**Extracted entries**
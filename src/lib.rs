//! # Descriptor Registry Library
//!
//! This library resolves versioned service descriptors (API models,
//! paginators, waiters) from a data directory. Given a document type, a
//! service name, and a version (either concrete, like `2012-08-10`, or the
//! alias `latest`), it finds the matching concrete revision and loads the
//! descriptor file for it.
//!
//! ## Quick Example
//!
//! ```
//! use descriptor_registry::manifest::Manifest;
//! use descriptor_registry::provider::{ChainProvider, ManifestProvider};
//! use descriptor_registry::resolver;
//!
//! let dir = tempfile::tempdir().unwrap();
//! std::fs::write(dir.path().join("s3-2006-03-01.api.json"), r#"{"ok":true}"#).unwrap();
//!
//! let manifest = Manifest::parse(r#"{"s3": {"latest": "2006-03-01"}}"#).unwrap();
//! let provider = ChainProvider::new().with(ManifestProvider::new(dir.path(), manifest));
//!
//! let api = resolver::resolve(&provider, "api", "s3", "latest").unwrap();
//! assert_eq!(api["ok"], true);
//! ```
//!
//! ## Core Concepts
//!
//! - **Manifest (`manifest`)**: service -> alias -> concrete version table,
//!   loaded once and shared.
//! - **Loader (`loader`)**: reads `{service}-{version}.{category}.{ext}`,
//!   preferring the precompiled MessagePack form over JSON.
//! - **Providers (`provider`)**: sources that answer lookups with a
//!   descriptor, a miss, or a hard error. Directory-scanning and
//!   manifest-backed providers can be chained so an override directory is
//!   consulted before the bundled data.
//! - **Resolver (`resolver`)**: turns a miss into an explicit error for
//!   callers that need a descriptor.
//!
//! ## Supporting Modules
//!
//! - **`config`**: YAML sources file describing a provider chain.
//! - **`compile`**: precompiles JSON descriptors to MessagePack.
//! - **`defaults`**: default paths and environment variable names.

pub mod compile;
pub mod config;
pub mod defaults;
pub mod document;
pub mod error;
pub mod loader;
pub mod manifest;
pub mod provider;
pub mod resolver;
pub mod suggestions;

#[cfg(test)]
mod manifest_proptest;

**Task objective**
Return the listing above in its entirety, word for word.

**Worked solution**
filename src/lib.rs
//! # Descriptor Registry Library
//!
//! This library resolves versioned service descriptors (API models,
//! paginators, waiters) from a data directory. Given a document type, a
//! service name, and a version (either concrete, like `2012-08-10`, or the
//! alias `latest`), it finds the matching concrete revision and loads the
//! descriptor file for it.
//!
//! ## Quick Example
//!
//! ```
//! use descriptor_registry::manifest::Manifest;
//! use descriptor_registry::provider::{ChainProvider, ManifestProvider};
//! use descriptor_registry::resolver;
//!
//! let dir = tempfile::tempdir().unwrap();
//! std::fs::write(dir.path().join("s3-2006-03-01.api.json"), r#"{"ok":true}"#).unwrap();
//!
//! let manifest = Manifest::parse(r#"{"s3": {"latest": "2006-03-01"}}"#).unwrap();
//! let provider = ChainProvider::new().with(ManifestProvider::new(dir.path(), manifest));
//!
//! let api = resolver::resolve(&provider, "api", "s3", "latest").unwrap();
//! assert_eq!(api["ok"], true);
//! ```
//!
//! ## Core Concepts
//!
//! - **Manifest (`manifest`)**: service -> alias -> concrete version table,
//!   loaded once and shared.
//! - **Loader (`loader`)**: reads `{service}-{version}.{category}.{ext}`,
//!   preferring the precompiled MessagePack form over JSON.
//! - **Providers (`provider`)**: sources that answer lookups with a
//!   descriptor, a miss, or a hard error. Directory-scanning and
//!   manifest-backed providers can be chained so an override directory is
//!   consulted before the bundled data.
//! - **Resolver (`resolver`)**: turns a miss into an explicit error for
//!   callers that need a descriptor.
//!
//! ## Supporting Modules
//!
//! - **`config`**: YAML sources file describing a provider chain.
//! - **`compile`**: precompiles JSON descriptors to MessagePack.
//! - **`defaults`**: default paths and environment variable names.

pub mod compile;
pub mod config;
pub mod defaults;
pub mod document;
pub mod error;
pub mod loader;
pub mod manifest;
pub mod provider;
pub mod resolver;
pub mod suggestions;

#[cfg(test)]
mod manifest_proptest;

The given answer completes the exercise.